REVIEW

Brother Bear: A Story With No Villains?

Written by Ernesto Burden
Published July 03, 2005

I watched Disney's Brother Bear with my son David last week and he kept asking me, when a bear reared up, snarling and waving its paws, or a hunter with a spear came around a corner, scowling, face half in shadow, "Is that the bad guy?" I found myself answering (a lot more quickly the second time we watched the movie), "no sweetie, there are no bad guys in this story." Interesting - so much so I couldn't get it out of my head until I wrestled through it a bit.

Brother Bear is a story about a young prehistoric Inuit, Kenai, who comes to the age where he is assigned his totem by the medicine woman of the tribe.
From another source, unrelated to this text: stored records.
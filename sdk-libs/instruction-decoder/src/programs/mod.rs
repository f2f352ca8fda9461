//! Programs known to the registry.
//!
//! Discriminator sizes:
//! - 4-byte: System, Stake
//! - 1-byte: Compute Budget, Token, Token-2022, Associated Token Account
//!   (which also accepts empty data)
//! - none: Memo, Memo-legacy

pub mod associated_token_account;
pub mod compute_budget;
pub mod memo;
pub mod stake;
pub mod system;
pub mod token;

use solana_pubkey::Pubkey;
use solsign_wire_reader::ByteReader;

use crate::{errors::DecoderError, schema::InstructionSchema};

pub const SYSTEM_PROGRAM_ID: Pubkey = Pubkey::new_from_array([0; 32]);
pub const STAKE_PROGRAM_ID: Pubkey = Pubkey::new_from_array([
    6, 161, 216, 23, 145, 55, 84, 42, 152, 52, 55, 189, 254, 42, 122, 178, 85, 127, 83, 92, 138,
    120, 114, 43, 104, 164, 157, 192, 0, 0, 0, 0,
]);
pub const COMPUTE_BUDGET_PROGRAM_ID: Pubkey = Pubkey::new_from_array([
    3, 6, 70, 111, 229, 33, 23, 50, 255, 236, 173, 186, 114, 195, 155, 231, 188, 140, 229, 187, 197,
    247, 18, 107, 44, 67, 155, 58, 64, 0, 0, 0,
]);
pub const TOKEN_PROGRAM_ID: Pubkey = Pubkey::new_from_array([
    6, 221, 246, 225, 215, 101, 161, 147, 217, 203, 225, 70, 206, 235, 121, 172, 28, 180, 133, 237,
    95, 91, 55, 145, 58, 140, 245, 133, 126, 255, 0, 169,
]);
pub const TOKEN_2022_PROGRAM_ID: Pubkey = Pubkey::new_from_array([
    6, 221, 246, 225, 238, 117, 143, 222, 24, 66, 93, 188, 228, 108, 205, 218, 182, 26, 252, 77,
    131, 185, 13, 39, 254, 189, 249, 40, 216, 161, 139, 252,
]);
pub const ASSOCIATED_TOKEN_ACCOUNT_PROGRAM_ID: Pubkey = Pubkey::new_from_array([
    140, 151, 37, 143, 78, 36, 137, 241, 187, 61, 16, 41, 20, 142, 13, 131, 11, 90, 19, 153, 218,
    255, 16, 132, 4, 142, 123, 216, 219, 233, 248, 89,
]);
pub const MEMO_PROGRAM_ID: Pubkey = Pubkey::new_from_array([
    5, 74, 83, 90, 153, 41, 33, 6, 77, 36, 232, 113, 96, 218, 56, 124, 124, 53, 181, 221, 188, 146,
    187, 129, 228, 31, 168, 64, 65, 5, 68, 141,
]);
pub const MEMO_LEGACY_PROGRAM_ID: Pubkey = Pubkey::new_from_array([
    5, 74, 83, 80, 248, 93, 200, 130, 214, 20, 165, 86, 114, 120, 138, 41, 109, 223, 30, 171, 171,
    208, 166, 6, 120, 136, 73, 50, 244, 238, 246, 160,
]);

/// Leading instruction data bytes that select the instruction.
#[derive(Debug, Clone, Copy, PartialEq, Eq)]
pub enum Discriminator {
    U32,
    U8,
    /// u8, or no discriminator at all when the data is empty.
    OptionalU8,
    None,
}

impl Discriminator {
    /// Reads the discriminant from the start of `reader`.
    pub fn read(&self, reader: &mut ByteReader) -> Result<Option<u32>, DecoderError> {
        let actual = reader.remaining();
        let too_short = |expected| DecoderError::InstructionTooShort { expected, actual };
        match self {
            Discriminator::U32 => reader.read_u32_le().map(Some).map_err(|_| too_short(4)),
            Discriminator::U8 => reader
                .get_byte()
                .map(|b| Some(b as u32))
                .map_err(|_| too_short(1)),
            Discriminator::OptionalU8 if reader.is_empty() => Ok(None),
            Discriminator::OptionalU8 => Ok(Some(reader.get_byte()? as u32)),
            Discriminator::None => Ok(None),
        }
    }
}

/// Encoding of optional instruction fields.
#[derive(Debug, Clone, Copy, PartialEq, Eq)]
pub enum OptionalEncoding {
    /// Present iff the remaining data is long enough.
    RemainingBytes,
    /// Preceded by a 0/1 presence byte.
    PresenceFlag,
}

#[derive(Debug, Clone, Copy, PartialEq, Eq, Hash)]
pub enum Program {
    System,
    Stake,
    ComputeBudget,
    Token,
    Token2022,
    AssociatedTokenAccount,
    Memo,
    MemoLegacy,
}

impl Program {
    pub const ALL: [Program; 8] = [
        Program::System,
        Program::Stake,
        Program::ComputeBudget,
        Program::Token,
        Program::Token2022,
        Program::AssociatedTokenAccount,
        Program::Memo,
        Program::MemoLegacy,
    ];

    /// Base58 program id, the key programs are looked up by.
    pub const fn id(&self) -> &'static str {
        match self {
            Program::System => "11111111111111111111111111111111",
            Program::Stake => "Stake11111111111111111111111111111111111111",
            Program::ComputeBudget => "ComputeBudget111111111111111111111111111111",
            Program::Token => "TokenkegQfeZyiNwAJbNbGKPFXCWuBvf9Ss623VQ5DA",
            Program::Token2022 => "TokenzQdBNbLqP5VEhdkAS6EPFLC1PHnBqCXEpPxuEb",
            Program::AssociatedTokenAccount => "ATokenGPvbdGVxr1b2hvZbsiqW5xWH25efTNsLJA8knL",
            Program::Memo => "MemoSq4gqABAXKb96qnH8TysNcWxMyWCqXgDLGmfcHr",
            Program::MemoLegacy => "Memo1UhkJRfHyvLMcVucJwxXeuD728EqVDDwQDxFMNo",
        }
    }

    pub const fn pubkey(&self) -> Pubkey {
        match self {
            Program::System => SYSTEM_PROGRAM_ID,
            Program::Stake => STAKE_PROGRAM_ID,
            Program::ComputeBudget => COMPUTE_BUDGET_PROGRAM_ID,
            Program::Token => TOKEN_PROGRAM_ID,
            Program::Token2022 => TOKEN_2022_PROGRAM_ID,
            Program::AssociatedTokenAccount => ASSOCIATED_TOKEN_ACCOUNT_PROGRAM_ID,
            Program::Memo => MEMO_PROGRAM_ID,
            Program::MemoLegacy => MEMO_LEGACY_PROGRAM_ID,
        }
    }

    pub fn from_id(id: &str) -> Option<Self> {
        Self::ALL.into_iter().find(|program| program.id() == id)
    }

    pub const fn name(&self) -> &'static str {
        match self {
            Program::System => "System Program",
            Program::Stake => "Stake Program",
            Program::ComputeBudget => "Compute Budget Program",
            Program::Token => "Token Program",
            Program::Token2022 => "Token 2022 Program",
            Program::AssociatedTokenAccount => "Associated Token Account Program",
            Program::Memo => "Memo Program",
            Program::MemoLegacy => "Memo Legacy Program",
        }
    }

    pub const fn discriminator(&self) -> Discriminator {
        match self {
            Program::System | Program::Stake => Discriminator::U32,
            Program::ComputeBudget | Program::Token | Program::Token2022 => Discriminator::U8,
            Program::AssociatedTokenAccount => Discriminator::OptionalU8,
            Program::Memo | Program::MemoLegacy => Discriminator::None,
        }
    }

    pub const fn optional_encoding(&self) -> OptionalEncoding {
        match self {
            Program::System | Program::Stake => OptionalEncoding::RemainingBytes,
            _ => OptionalEncoding::PresenceFlag,
        }
    }

    pub const fn instructions(&self) -> &'static [InstructionSchema] {
        match self {
            Program::System => system::INSTRUCTIONS,
            Program::Stake => stake::INSTRUCTIONS,
            Program::ComputeBudget => compute_budget::INSTRUCTIONS,
            Program::Token | Program::Token2022 => token::INSTRUCTIONS,
            Program::AssociatedTokenAccount => associated_token_account::INSTRUCTIONS,
            Program::Memo | Program::MemoLegacy => memo::INSTRUCTIONS,
        }
    }
}

#[cfg(test)]
mod tests {
    use super::*;

    #[test]
    fn test_program_ids_match_pubkeys() {
        for program in Program::ALL {
            assert_eq!(program.pubkey().to_string(), program.id());
            assert_eq!(Program::from_id(program.id()), Some(program));
        }
        assert_eq!(
            Program::from_id("Vote111111111111111111111111111111111111111"),
            None
        );
    }

    #[test]
    fn test_discriminants_are_unique_per_program() {
        for program in Program::ALL {
            let table = program.instructions();
            for (i, a) in table.iter().enumerate() {
                assert!(table[i + 1..].iter().all(|b| b.id != a.id), "{:?}", a);
            }
        }
    }

    #[test]
    fn test_read_discriminator() {
        let mut reader = ByteReader::new(&[2, 0, 0, 0, 9]);
        assert_eq!(Discriminator::U32.read(&mut reader), Ok(Some(2)));
        assert_eq!(reader.remaining(), 1);

        let mut reader = ByteReader::new(&[2, 0, 0]);
        assert_eq!(
            Discriminator::U32.read(&mut reader),
            Err(DecoderError::InstructionTooShort {
                expected: 4,
                actual: 3
            })
        );

        let mut reader = ByteReader::new(&[]);
        assert_eq!(Discriminator::OptionalU8.read(&mut reader), Ok(None));
        assert_eq!(
            Discriminator::U8.read(&mut reader),
            Err(DecoderError::InstructionTooShort {
                expected: 1,
                actual: 0
            })
        );
        assert_eq!(Discriminator::None.read(&mut reader), Ok(None));
    }
}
He's aghast that she's picked for him "the bear of love." The boy has two older brothers, and he soon gets the eldest, Sitka, killed when, after making a stupid mistake and driven by shame, anger, and pride, he picks a fight with a bear. He slays the bear for revenge, at which point the elder brother's spirit comes down from the aurora borealis (where all the spirits live) and turns the young man into a bear. The middle brother, Denahi, coming upon the scene a moment later, sees Kenai's discarded clothes and the bear, assumes the worst, and sets himself on a path of vengeance.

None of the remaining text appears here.